Dal punto di vista termico, le temperature rimarranno su valori miti per il periodo, senza gelate o condizioni particolarmente rigide. Il vero disagio deriverà dalla combinazione di umidità elevata, copertura nuvolosa estesa e vento, che renderà la percezione termica più fredda di quanto indichino i semplici valori sul termometro. L’umidità relativa, ovunque superiore al 74%, creerà quella sensazione di freddo umido che penetra nelle ossa, molto più fastidioso del freddo secco tipico delle giornate invernali di alta pressione.
Come affrontare al meglio questa giornata
Data la situazione meteorologica prevista, alcuni accorgimenti possono rendere la giornata più sopportabile. Per chi vive a Napoli, il consiglio principale è di rimandare qualsiasi attività non urgente che richieda di stare all’aperto: la combinazione di pioggia persistente e vento forte renderà davvero sgradevole qualsiasi spostamento non necessario. Se proprio dovete uscire, un impermeabile di qualità risulterà più efficace dell’ombrello, che con quel vento rischia di rovesciarsi o addirittura rompersi.
A Roma e Campobasso, dove la pioggia si concentrerà al mattino, pianificate le uscite per il pomeriggio quando le condizioni dovrebbero migliorare, anche se il cielo rimarrà nuvoloso. Se dovete uscire presto, mettete in conto qualche minuto in più negli spostamenti: la pioggia mattutina rallenta sempre il traffico e i mezzi pubblici potrebbero accumulare ritardi. A Milano, la pioggerellina intermittente suggerisce di tenere sempre con sé un piccolo ombrello pieghevole, quel tipo di accessorio che sta in borsa e risolve tante situazioni.
Per Palermo, la strategia migliore è sfruttare le ore diurne prima che arrivi la pioggia serale. Se avete commissioni da sbrigare o attività all’aperto programmate, concentratele nella mattinata e nel primo pomeriggio. Il vento sostenuto richiederà comunque un abbigliamento adeguato, preferibilmente a strati, che permetta di adattarsi alle condizioni variabili.
In generale, questa non è la giornata ideale per attività sportive all’aperto come jogging o ciclismo. Meglio optare per palestre al chiuso, piscine coperte o semplicemente per una pausa rigenerante tra le mura domestiche. Chi ama camminare sotto la pioggia può comunque godersi l’atmosfera particolare che il maltempo crea nelle città, a patto di essere equipaggiato adeguatamente con scarponi impermeabili e abbigliamento tecnico.

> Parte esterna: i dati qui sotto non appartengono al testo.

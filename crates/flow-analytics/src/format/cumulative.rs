use super::names::display_names;
use crate::model::{BucketSizes, CumulativeFlow, CumulativeFlowPoint};
use futuboard_core_types::Column;

/// One flat point per bucket, keyed by column display name.
pub fn format_cumulative_flow(buckets: &[BucketSizes], columns: &[Column]) -> CumulativeFlow {
    let names = display_names(columns);
    let data = buckets
        .iter()
        .map(|bucket| CumulativeFlowPoint {
            name: bucket.bucket.clone(),
            values: names
                .iter()
                .map(|(column, name)| {
                    (name.clone(), bucket.sizes.get(column).copied().unwrap_or(0))
                })
                .collect(),
        })
        .collect();

    CumulativeFlow {
        columns: names.into_iter().map(|(_, name)| name).collect(),
        data,
    }
}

Le famiglie con bambini faranno bene a organizzare attività indoor: musei, cinema, ludoteche coperte o semplicemente giochi casalinghi rappresentano l’alternativa più sensata a parchi e giardini che saranno bagnati e poco invitanti. Anche chi possiede animali domestici dovrà adattarsi: le passeggiate con il cane andranno accorciate e magari programmate negli intervalli tra una precipitazione e l’altra, prestando particolare attenzione a Napoli dove il vento forte potrebbe spaventare gli animali più sensibili.
Per quanto riguarda la guida, prestate maggiore attenzione del solito: l’asfalto bagnato riduce l’aderenza degli pneumatici e aumenta gli spazi di frenata. A Napoli e Palermo, il vento forte può far sbandare i veicoli più leggeri o far volare detriti sulla carreggiata. Mantenete sempre le luci accese e rispettate rigorosamente i limiti di velocità, che in condizioni di maltempo andrebbero ulteriormente ridotti rispetto al normale. La visibilità potrebbe essere compromessa, soprattutto nei momenti di pioggia più intensa.